Path: utzoo!utgpu!water!watmath!clyde!att!osu-cis!tut.cis.ohio-state.edu!mandrill!gatech!ncar!ames!ucsd!ucsdhub!esosun!seismo!uunet!ndsuvax!ncmagel
From: ncmagel@ndsuvax.UUCP (ken magel)
Newsgroups: comp.edu
Subject: CS with Laboratories
Message-ID: <1018@ndsuvax.UUCP>
Date: 3 Jul 88 20:38:11 GMT
Organization: North Dakota State University  Fargo, ND
Lines: 26


     Recently, a draft proposal from an ACM group headed by Peter Denning 
which is updating Curriculum '78 suggested that Computer Science programs adopt
the model of many other sciences ( Physics, Chemistry, etc.) which use courses
and laboratory sessions.  The course meetings cover the theory and provide 
motivation while the laboratory sessions handle how to do things of interest
to that science.  In Computer Science, the introductory courses would cover
the theory including some automata theory, proofs of program correctness, etc.
while the laboratories would teach how to program.

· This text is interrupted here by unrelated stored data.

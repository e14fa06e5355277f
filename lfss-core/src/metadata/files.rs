use chrono::Utc;
use rusqlite::{params, Connection, OptionalExtension};

use crate::path::escape_like_prefix;
use crate::types::{DirectoryRecord, FileReadPermission, FileRecord, FileSortKey};

fn row_to_file(row: &rusqlite::Row) -> rusqlite::Result<FileRecord> {
    let owner_id: i64 = row.get("owner_id")?;
    let file_size: i64 = row.get("file_size")?;
    let permission: i64 = row.get("permission")?;
    let external: i64 = row.get("external")?;
    Ok(FileRecord {
        url: row.get("url")?,
        owner_id: owner_id as u64,
        file_id: row.get("file_id")?,
        file_size: file_size as u64,
        create_time: row.get("create_time")?,
        access_time: row.get("access_time")?,
        permission: FileReadPermission::from_i64(permission).unwrap_or(FileReadPermission::Unset),
        external: external != 0,
        mime_type: row.get("mime_type")?,
    })
}

pub fn insert_file_record(conn: &Connection, rec: &FileRecord) -> rusqlite::Result<()> {
    conn.execute(
        "INSERT INTO file (url, owner_id, file_id, file_size, create_time, access_time, permission, external, mime_type)
         VALUES (?1, ?2, ?3, ?4, ?5, ?6, ?7, ?8, ?9)",
        params![
            rec.url,
            rec.owner_id as i64,
            rec.file_id,
            rec.file_size as i64,
            rec.create_time,
            rec.access_time,
            rec.permission.as_i64(),
            rec.external as i64,
            rec.mime_type,
        ],
    )?;
    Ok(())
}

pub fn get_file_record(conn: &Connection, url: &str) -> rusqlite::Result<Option<FileRecord>> {
    conn.query_row("SELECT * FROM file WHERE url = ?1", params![url], row_to_file).optional()
}

pub fn delete_file_record(conn: &Connection, url: &str) -> rusqlite::Result<Option<FileRecord>> {
    let rec = get_file_record(conn, url)?;
    if rec.is_some() {
        conn.execute("DELETE FROM file WHERE url = ?1", params![url])?;
    }
    Ok(rec)
}

pub fn rename_file_record(conn: &Connection, old_url: &str, new_url: &str, new_owner_id: Option<u64>) -> rusqlite::Result<()> {
    match new_owner_id {
        Some(owner) => conn.execute(
            "UPDATE file SET url = ?1, owner_id = ?2 WHERE url = ?3",
            params![new_url, owner as i64, old_url],
        )?,
        None => conn.execute("UPDATE file SET url = ?1 WHERE url = ?2", params![new_url, old_url])?,
    };
    Ok(())
}

pub fn set_file_permission(conn: &Connection, url: &str, permission: FileReadPermission) -> rusqlite::Result<()> {
    conn.execute(
        "UPDATE file SET permission = ?1 WHERE url = ?2",
        params![permission.as_i64(), url],
    )?;
    Ok(())
}

pub fn touch_access_time(conn: &Connection, url: &str) -> rusqlite::Result<()> {
    conn.execute("UPDATE file SET access_time = ?1 WHERE url = ?2", params![Utc::now(), url])?;
    Ok(())
}

pub fn reassign_owner(conn: &Connection, url: &str, new_owner: u64) -> rusqlite::Result<()> {
    conn.execute("UPDATE file SET owner_id = ?1 WHERE url = ?2", params![new_owner as i64, url])?;
    Ok(())
}

/// All file rows whose url starts with `prefix` (a directory path
/// ending in `/`). Used by move/copy/delete-dir and user deletion.
pub fn list_descendants(conn: &Connection, prefix: &str) -> rusqlite::Result<Vec<FileRecord>> {
    let like = format!("{}%", escape_like_prefix(prefix));
    let mut stmt = conn.prepare("SELECT * FROM file WHERE url LIKE ?1 ESCAPE '\\' ORDER BY url")?;
    let rows = stmt.query_map(params![like], row_to_file)?;
    rows.collect()
}

pub fn count_files(conn: &Connection, dir: &str, flat: bool) -> rusqlite::Result<u64> {
    let like = format!("{}%", escape_like_prefix(dir));
    let n: i64 = if flat {
        conn.query_row(
            "SELECT COUNT(*) FROM file WHERE url LIKE ?1 ESCAPE '\\'",
            params![like],
            |r| r.get(0),
        )?
    } else {
        let mut stmt = conn.prepare("SELECT url FROM file WHERE url LIKE ?1 ESCAPE '\\'")?;
        let rest: Vec<String> = stmt
            .query_map(params![like], |r| r.get::<_, String>(0))?
            .collect::<Result<_, _>>()?;
        rest.iter().filter(|u| direct_child(dir, u)).count() as i64
    };
    Ok(n as u64)
}

fn direct_child(dir: &str, url: &str) -> bool {
    url.strip_prefix(dir).map(|rest| !rest.contains('/')).unwrap_or(false)
}

pub struct ListFilesParams<'a> {
    pub dir: &'a str,
    pub offset: u64,
    pub limit: u64,
    pub order_by: FileSortKey,
    pub desc: bool,
    pub flat: bool,
}

pub fn list_files(conn: &Connection, p: ListFilesParams<'_>) -> rusqlite::Result<Vec<FileRecord>> {
    let like = format!("{}%", escape_like_prefix(p.dir));
    let order_col = p.order_by.column();
    let direction = if p.desc { "DESC" } else { "ASC" };
    let sql = format!(
        "SELECT * FROM file WHERE url LIKE ?1 ESCAPE '\\' ORDER BY {order_col} {direction}"
    );
    let mut stmt = conn.prepare(&sql)?;
    let all = stmt.query_map(params![like], row_to_file)?.collect::<Result<Vec<_>, _>>()?;
    let filtered: Vec<FileRecord> = if p.flat {
        all
    } else {
        all.into_iter().filter(|r| direct_child(p.dir, &r.url)).collect()
    };
    Ok(filtered
        .into_iter()
        .skip(p.offset as usize)
        .take(p.limit as usize)
        .collect())
}

pub fn count_dirs(conn: &Connection, dir: &str) -> rusqlite::Result<u64> {
    Ok(list_dir_names(conn, dir)?.len() as u64)
}

pub fn list_dirs(conn: &Connection, dir: &str, offset: u64, limit: u64, desc: bool) -> rusqlite::Result<Vec<String>> {
    let mut names = list_dir_names(conn, dir)?;
    names.sort();
    if desc {
        names.reverse();
    }
    Ok(names.into_iter().skip(offset as usize).take(limit as usize).collect())
}

fn list_dir_names(conn: &Connection, dir: &str) -> rusqlite::Result<Vec<String>> {
    let like = format!("{}%", escape_like_prefix(dir));
    let mut stmt = conn.prepare("SELECT url FROM file WHERE url LIKE ?1 ESCAPE '\\'")?;
    let urls: Vec<String> = stmt.query_map(params![like], |r| r.get(0))?.collect::<Result<_, _>>()?;
    let mut seen = std::collections::BTreeSet::new();
    for url in &urls {
        if let Some(rest) = url.strip_prefix(dir) {
            if let Some(idx) = rest.find('/') {
                seen.insert(rest[..=idx].to_string());
            }
        }
    }
    Ok(seen.into_iter().collect())
}

/// Aggregate directory record over every descendant of `dir`.
/// `Ok(None)` means the prefix has no descendants (caller raises
/// `PathNotFound`).
pub fn get_dir_record(conn: &Connection, dir: &str) -> rusqlite::Result<Option<DirectoryRecord>> {
    let like = format!("{}%", escape_like_prefix(dir));
    let row = conn
        .query_row(
            "SELECT COUNT(*), COALESCE(SUM(file_size), 0), MIN(create_time), MAX(create_time), MAX(access_time)
             FROM file WHERE url LIKE ?1 ESCAPE '\\'",
            params![like],
            |r| {
                let n: i64 = r.get(0)?;
                let size: i64 = r.get(1)?;
                let min_ct: Option<chrono::DateTime<Utc>> = r.get(2)?;
                let max_ct: Option<chrono::DateTime<Utc>> = r.get(3)?;
                let max_at: Option<chrono::DateTime<Utc>> = r.get(4)?;
                Ok((n, size, min_ct, max_ct, max_at))
            },
        )?;
    let (n, size, min_ct, _max_ct, max_at) = row;
    if n == 0 {
        return Ok(None);
    }
    Ok(Some(DirectoryRecord {
        url: dir.to_string(),
        size: size as u64,
        n_files: n as u64,
        create_time: min_ct.unwrap_or_else(Utc::now),
        access_time: max_at.unwrap_or_else(Utc::now),
    }))
}

pub fn get_dupcount(conn: &Connection, file_id: &str) -> rusqlite::Result<u64> {
    let v: Option<i64> = conn
        .query_row("SELECT count FROM dupcount WHERE file_id = ?1", params![file_id], |r| r.get(0))
        .optional()?;
    Ok(v.unwrap_or(0).max(0) as u64)
}

pub fn incr_dupcount(conn: &Connection, file_id: &str) -> rusqlite::Result<()> {
    conn.execute(
        "INSERT INTO dupcount (file_id, count) VALUES (?1, 1)
         ON CONFLICT(file_id) DO UPDATE SET count = count + 1",
        params![file_id],
    )?;
    Ok(())
}

/// Returns `true` if the blob is now unreferenced (dupcount was 0)
/// and should be physically unlinked by the caller.
pub fn decr_dupcount_or_free(conn: &Connection, file_id: &str) -> rusqlite::Result<bool> {
    let current = get_dupcount(conn, file_id)?;
    if current == 0 {
        conn.execute("DELETE FROM dupcount WHERE file_id = ?1", params![file_id])?;
        Ok(true)
    } else {
        conn.execute(
            "UPDATE dupcount SET count = count - 1 WHERE file_id = ?1",
            params![file_id],
        )?;
        if current - 1 == 0 {
            conn.execute("DELETE FROM dupcount WHERE file_id = ?1", params![file_id])?;
        }
        Ok(false)
    }
}

/// How many *other* rows still reference `file_id` (excludes the
/// dupcount side-table, counts actual file rows — used when the
/// dupcount table and the file table could have drifted, e.g. bulk
/// deletes within the same transaction).
pub fn count_rows_for_file_id(conn: &Connection, file_id: &str) -> rusqlite::Result<u64> {
    let n: i64 = conn.query_row(
        "SELECT COUNT(*) FROM file WHERE file_id = ?1",
        params![file_id],
        |r| r.get(0),
    )?;
    Ok(n as u64)
}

     One problem with this approach it seems to me is timing.  Many Universities
are having to reduce funding these days or at least are not growing nearly as
quickly as in the late 1960's and 1970's.  Computer Science is no longer the
darling area it was just a few years ago.  Enrollments in CS have dropped by 
at least a third nationally and much more in many programs.  How can CS
programs convince their Central Administrations that substantial additional 
expense for laboratory facilities is justified?  Of course, the top fifty 
schools or so in the country already have nice lab facilities, but what of the
rest which are primarily depending on a central mainframe computer and perhaps
a few clusters of micro's?  Chemistry, Physics, Biology and the other lab-based
science education programs are finding it extremely difficult and often 
impossible to maintain upto date labs for their students and they already have
been using labs for generations.  SOme science programs are going to computer
simulations instead of actual labs.
     Are we in real danger of having "true" Computer Science taught only at
the top fifty schools with the rest having due to economic factors to teach 
MIS or data processing?  Would this be good for American CS education?